La joie des Françaises après ce nouveau succès. — SEBASTIEN SALOM GOMIS/SIPA
  • Dans cet Euro-2018 (qui a lieu en France), les Bleues ont laminé (29-23), ce jeudi soir, le Danemark, à Nantes.
  • L’équipe de France affrontera la Suède samedi encore à Nantes.
  • Amandine Leynaud, la gardienne de but, a écœuré les Danoises.

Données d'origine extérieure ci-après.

use utoipa::OpenApi;
use utoipa_swagger_ui::SwaggerUi;

#[derive(OpenApi)]
#[openapi(
    info(
        title = "Warehouse Dashboard API",
        version = "1.0.0",
        description = r#"
# Warehouse Dashboard API

Read-only dashboards over warehouse stock and warehouse requests.

## Pagination

Dashboard endpoints accept:
- `page`: Page number (default: 1)
- `size`: Items per page (default: 20, max: 100)

Every page carries `meta.total_pages`, which is never less than 1.

## Error Handling

```json
{
  "error": "Bad Request",
  "message": "Validation error: size must be between 1 and 100",
  "timestamp": "2025-01-01T00:00:00Z"
}
```
        "#,
        license(
            name = "MIT",
            url = "https://opensource.org/licenses/MIT"
        )
    ),
    servers(
        (url = "http://localhost:8080", description = "Local development")
    ),
    tags(
        (name = "Dashboard", description = "Inventory and transaction dashboards"),
        (name = "Health", description = "Health check endpoints")
    ),
    paths(
        crate::handlers::api_status,
        crate::handlers::health_check,
        crate::handlers::dashboard::get_summary,
        crate::handlers::dashboard::get_inventory_dashboard,
        crate::handlers::dashboard::get_grouped_inventory,
        crate::handlers::dashboard::get_transactions_dashboard,
    ),
    components(
        schemas(
            crate::common::PaginationMeta,
            crate::queries::summary_queries::DashboardSummary,
            crate::queries::inventory_dashboard_queries::GroupBy,
            crate::queries::inventory_dashboard_queries::InventoryGroupRow,
            crate::queries::inventory_dashboard_queries::GroupedInventoryPage,
            crate::queries::inventory_dashboard_queries::InventoryDashboardRow,
            crate::queries::inventory_dashboard_queries::InventoryDashboardPage,
            crate::queries::transaction_dashboard_queries::TransactionType,
            crate::queries::transaction_dashboard_queries::TransactionRow,
            crate::queries::transaction_dashboard_queries::TransactionDashboardPage,
            crate::errors::ErrorResponse
        )
    )
)]
pub struct ApiDocV1;

pub fn swagger_ui() -> SwaggerUi {
    SwaggerUi::new("/swagger-ui")
        .url("/api-docs/openapi.json", ApiDocV1::openapi())
        .config(utoipa_swagger_ui::Config::from("/api-docs/openapi.json").try_it_out_enabled(true))
}
pub mod dashboard;

pub use dashboard::DashboardService;
use sea_orm::entity::prelude::*;
use serde::{Deserialize, Serialize};

#[derive(Clone, Debug, PartialEq, DeriveEntityModel, Serialize, Deserialize)]
#[sea_orm(table_name = "warehouse_import_requirements")]
pub struct Model {
    #[sea_orm(primary_key)]
    pub id: i32,
    /// Request code shown on the dashboard
    pub wo_code: Option<String>,
    pub client_id: Option<i32>,
    pub po_number: Option<String>,
    pub lot_number: Option<String>,
    pub branch: Option<String>,
    pub production_team: Option<String>,
    pub quantity: Option<i32>,
    pub status: bool,
    pub note: Option<String>,
    pub updated_by: Option<String>,
    pub updated_date: Option<DateTime>,
    pub deleted_at: Option<DateTime>,
    pub deleted_by: Option<String>,
}

#[derive(Copy, Clone, Debug, EnumIter, DeriveRelation)]
pub enum Relation {
    #[sea_orm(has_many = "super::warehouse_import_container::Entity")]
    Containers,
}

impl Related<super::warehouse_import_container::Entity> for Entity {
    fn to() -> RelationDef {
        Relation::Containers.def()
    }
}

impl ActiveModelBehavior for ActiveModel {}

Même pas peur. Le public nantais du Hall XXL n’aura pas vibré bien longtemps pour le premier match de l’équipe de France dans la cité des Ducs, jeudi soir. Huit petites minutes en fait (4-4). Ensuite, les Bleues, championnes du monde en titre et vice-championnes olympiques, ont déroulé face à des Danoises, qui ont rapidement compris qu’elles ne pourraient rien faire face à la furia offensive française et une Amandine Leynaud, impériale dans le but. Résultat : un succès tranquille (23-29) dans cette première rencontre du tour principal.

« Je pense que ce n’est même pas facile pour un public de rester concentré, rigole Camille Ayglon-Saurina. Quand tu as sept ou huit buts d’avance, c’est difficile d’être chaud et bouillant. Mais si on peut avoir que des scores comme ça, je signe tout de suite… » Olivier Krumbholz aussi. Et des deux mains ou même avec les pieds. Le sélectionneur des Bleues s’est même permis de faire tourner son effectif au fil d’un match totalement maîtrisé. Niakaté (2/2) et Zaadi (4/4) ont eu le droit de gambader sur le parquet nantais pendant de longues minutes. « Il fallait soulager un peu les titulaires et sortir certaines joueuses du banc, reconnaît Olivier Krumbholz. On aura bien besoin de punch dans cette deuxième moitié d’Euro. »

Leynaud indécente dans son but

Samedi, ça sera la Suède (15 heures), mercredi, la Serbie (21 heures). Pour atteindre les demi-finales, les Bleues doivent privilégier le sans-faute. Et vu les prestations des trois derniers matchs, on voit mal ce qui pourrait les empêcher de se hisser dans le dernier carré. Une étonnante sérénité se dégage de cette formation pourtant battue lors de la mise en bouche contre la Russie (26-23) à Nancy. « On met la pression. Mais ça fait trois matchs qu’on met la pression, qu’on domine », s’agacerait presque Olivier Krumbholz.

En attendant, face aux Danoises, les Bleues auraient-elles signé leur victoire la plus aboutie ? « Je ne sais pas car après chaque match on me dit ça, s’amuse Allison Pineau. C’est une prestation très maîtrisée. On s’est mise en place et en ordre de marche au fil du match avec en plus Amandine [Leynaud] qui faisait les arrêts derrière. » Et qui a dégoûté les Scandinaves avec plus de 40 % d’arrêts. « Comme d’habitude, elle a fermé la boutique, se réjouit Siraba Dembele. C’est vrai que pour les adversaires ce n’est pas marrant quand on arrête tous tes tirs… »

Et quand en plus de l’autre côté du terrain, on te rentre tous les shoots, tu perds définitivement le sourire. Un peu comme les Danoises à la sortie du terrain jeudi soir.